### TASK
Retype the data below without altering anything.

### EXTRACTED DATA

//! Textquiz CLI - summary, keywords and quiz for a text file
//!
//! The application logic is contained in lib.rs, and this file is responsible
//! for parsing arguments and handling top-level errors.

use anyhow::Context;
use clap::Parser;
use colored::Colorize;
use std::path::PathBuf;
use textquiz::pipeline::{self, Progress, Request, Step};
use textquiz::{document, writer, Config, HuggingFaceSummarizer, OpenAiChat, QuestionRecord};
use tracing_subscriber::{layer::SubscriberExt, util::SubscriberInitExt};

#[derive(Parser)]
#[command(name = "textquiz")]
#[command(author, version, about = "Summary, keywords and a multiple-choice quiz from a text file", long_about = None)]
struct Cli {
    /// Input document (.txt, UTF-8)
    input: PathBuf,
    /// Number of keywords to generate
    #[arg(short, long, default_value_t = pipeline::DEFAULT_KEYWORDS)]
    keywords: usize,
    /// Number of quiz questions to generate
    #[arg(short, long, default_value_t = pipeline::DEFAULT_QUESTIONS)]
    questions: usize,
    /// Directory for the result files
    #[arg(short, long, default_value = "out_results")]
    out: PathBuf,
    /// Maximum summary length (tokens, roughly words)
    #[arg(long, default_value_t = pipeline::DEFAULT_MAX_SUMMARY_LENGTH)]
    max_summary_length: u32,
    /// Config file (defaults to ./textquiz.toml or ~/.config/textquiz/textquiz.toml)
    #[arg(short, long)]
    config: Option<PathBuf>,
    /// Show debug logging
    #[arg(short, long)]
    verbose: bool,
}

/// Prints a line before and after each generation step
struct ConsoleProgress;

impl Progress for ConsoleProgress {
    fn starting(&mut self, step: Step, request: &Request) {
        let line = match step {
            Step::Summary => "Creating summary with Hugging Face...".to_string(),
            Step::Keywords => format!("Generating {} keywords...", request.keywords),
            Step::Quiz => format!("Generating {} quiz questions...", request.questions),
        };
        println!("{}", line.cyan());
    }

    fn summary_ready(&mut self, summary: &str) {
        println!("Summary ready. Length: {} characters", summary.chars().count());
    }

    fn keywords_ready(&mut self, keywords: &[String]) {
        println!("Keywords: {}", keywords.join(", "));
    }

    fn quiz_ready(&mut self, questions: &[QuestionRecord]) {
        println!("Quiz generated: {} questions", questions.len());
    }
}

#[tokio::main]
async fn main() -> anyhow::Result<()> {
    let cli = Cli::parse();

    // Load .env file if present (before reading credentials)
    let _ = dotenvy::dotenv();

    let default_filter = if cli.verbose {
        "textquiz=debug"
    } else {
        "textquiz=warn"
    };
    tracing_subscriber::registry()
        .with(
            tracing_subscriber::EnvFilter::try_from_default_env()
                .unwrap_or_else(|_| default_filter.into()),
        )
        .with(tracing_subscriber::fmt::layer().with_writer(std::io::stderr))
        .init();

    // Credentials are checked before any file or network access
    let config = Config::load(cli.config.as_deref())?;
    let credentials = config.credentials()?;

    let text = document::read_text_file(&cli.input)?;
    println!("Finished reading text. Length: {} characters", text.chars().count());

    let summarizer = HuggingFaceSummarizer::new(&config.summarizer, &credentials)?;
    let chat = OpenAiChat::new(&config.chat, &credentials)?;

    let request = Request {
        keywords: cli.keywords,
        questions: cli.questions,
        max_summary_length: cli.max_summary_length,
    };
    let generated = pipeline::generate(
        &summarizer,
        &chat,
        &config.chat,
        &text,
        &request,
        &mut ConsoleProgress,
    )
    .await?;

    let paths = writer::write_results(
        &cli.out,
        &generated.summary,
        &generated.keywords,
        &generated.questions,
    )
    .with_context(|| format!("failed to write results to {}", cli.out.display()))?;

    println!("Results saved to: {}", cli.out.display());
    println!(
        "Files: {} {} {}",
        paths.summary.display(),
        paths.keywords.display(),
        paths.quiz.display()
    );
    println!("\n{}", "Done.".green().bold());

    Ok(())
}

### EXPECTED OUTPUT
//! Textquiz CLI - summary, keywords and quiz for a text file
//!
//! The application logic is contained in lib.rs, and this file is responsible
//! for parsing arguments and handling top-level errors.

use anyhow::Context;
use clap::Parser;
use colored::Colorize;
use std::path::PathBuf;
use textquiz::pipeline::{self, Progress, Request, Step};
use textquiz::{document, writer, Config, HuggingFaceSummarizer, OpenAiChat, QuestionRecord};
use tracing_subscriber::{layer::SubscriberExt, util::SubscriberInitExt};

#[derive(Parser)]
#[command(name = "textquiz")]
#[command(author, version, about = "Summary, keywords and a multiple-choice quiz from a text file", long_about = None)]
struct Cli {
    /// Input document (.txt, UTF-8)
    input: PathBuf,
    /// Number of keywords to generate
    #[arg(short, long, default_value_t = pipeline::DEFAULT_KEYWORDS)]
    keywords: usize,
    /// Number of quiz questions to generate
    #[arg(short, long, default_value_t = pipeline::DEFAULT_QUESTIONS)]
    questions: usize,
    /// Directory for the result files
    #[arg(short, long, default_value = "out_results")]
    out: PathBuf,
    /// Maximum summary length (tokens, roughly words)
    #[arg(long, default_value_t = pipeline::DEFAULT_MAX_SUMMARY_LENGTH)]
    max_summary_length: u32,
    /// Config file (defaults to ./textquiz.toml or ~/.config/textquiz/textquiz.toml)
    #[arg(short, long)]
    config: Option<PathBuf>,
    /// Show debug logging
    #[arg(short, long)]
    verbose: bool,
}

/// Prints a line before and after each generation step
struct ConsoleProgress;

impl Progress for ConsoleProgress {
    fn starting(&mut self, step: Step, request: &Request) {
        let line = match step {
            Step::Summary => "Creating summary with Hugging Face...".to_string(),
            Step::Keywords => format!("Generating {} keywords...", request.keywords),
            Step::Quiz => format!("Generating {} quiz questions...", request.questions),
        };
        println!("{}", line.cyan());
    }

    fn summary_ready(&mut self, summary: &str) {
        println!("Summary ready. Length: {} characters", summary.chars().count());
    }

    fn keywords_ready(&mut self, keywords: &[String]) {
        println!("Keywords: {}", keywords.join(", "));
    }

    fn quiz_ready(&mut self, questions: &[QuestionRecord]) {
        println!("Quiz generated: {} questions", questions.len());
    }
}

#[tokio::main]
async fn main() -> anyhow::Result<()> {
    let cli = Cli::parse();

    // Load .env file if present (before reading credentials)
    let _ = dotenvy::dotenv();

    let default_filter = if cli.verbose {
        "textquiz=debug"
    } else {
        "textquiz=warn"
    };
    tracing_subscriber::registry()
        .with(
            tracing_subscriber::EnvFilter::try_from_default_env()
                .unwrap_or_else(|_| default_filter.into()),
        )
        .with(tracing_subscriber::fmt::layer().with_writer(std::io::stderr))
        .init();

    // Credentials are checked before any file or network access
    let config = Config::load(cli.config.as_deref())?;
    let credentials = config.credentials()?;

    let text = document::read_text_file(&cli.input)?;
    println!("Finished reading text. Length: {} characters", text.chars().count());

    let summarizer = HuggingFaceSummarizer::new(&config.summarizer, &credentials)?;
    let chat = OpenAiChat::new(&config.chat, &credentials)?;

    let request = Request {
        keywords: cli.keywords,
        questions: cli.questions,
        max_summary_length: cli.max_summary_length,
    };
    let generated = pipeline::generate(
        &summarizer,
        &chat,
        &config.chat,
        &text,
        &request,
        &mut ConsoleProgress,
    )
    .await?;

    let paths = writer::write_results(
        &cli.out,
        &generated.summary,
        &generated.keywords,
        &generated.questions,
    )
    .with_context(|| format!("failed to write results to {}", cli.out.display()))?;

    println!("Results saved to: {}", cli.out.display());
    println!(
        "Files: {} {} {}",
        paths.summary.display(),
        paths.keywords.display(),
        paths.quiz.display()
    );
    println!("\n{}", "Done.".green().bold());

    Ok(())
}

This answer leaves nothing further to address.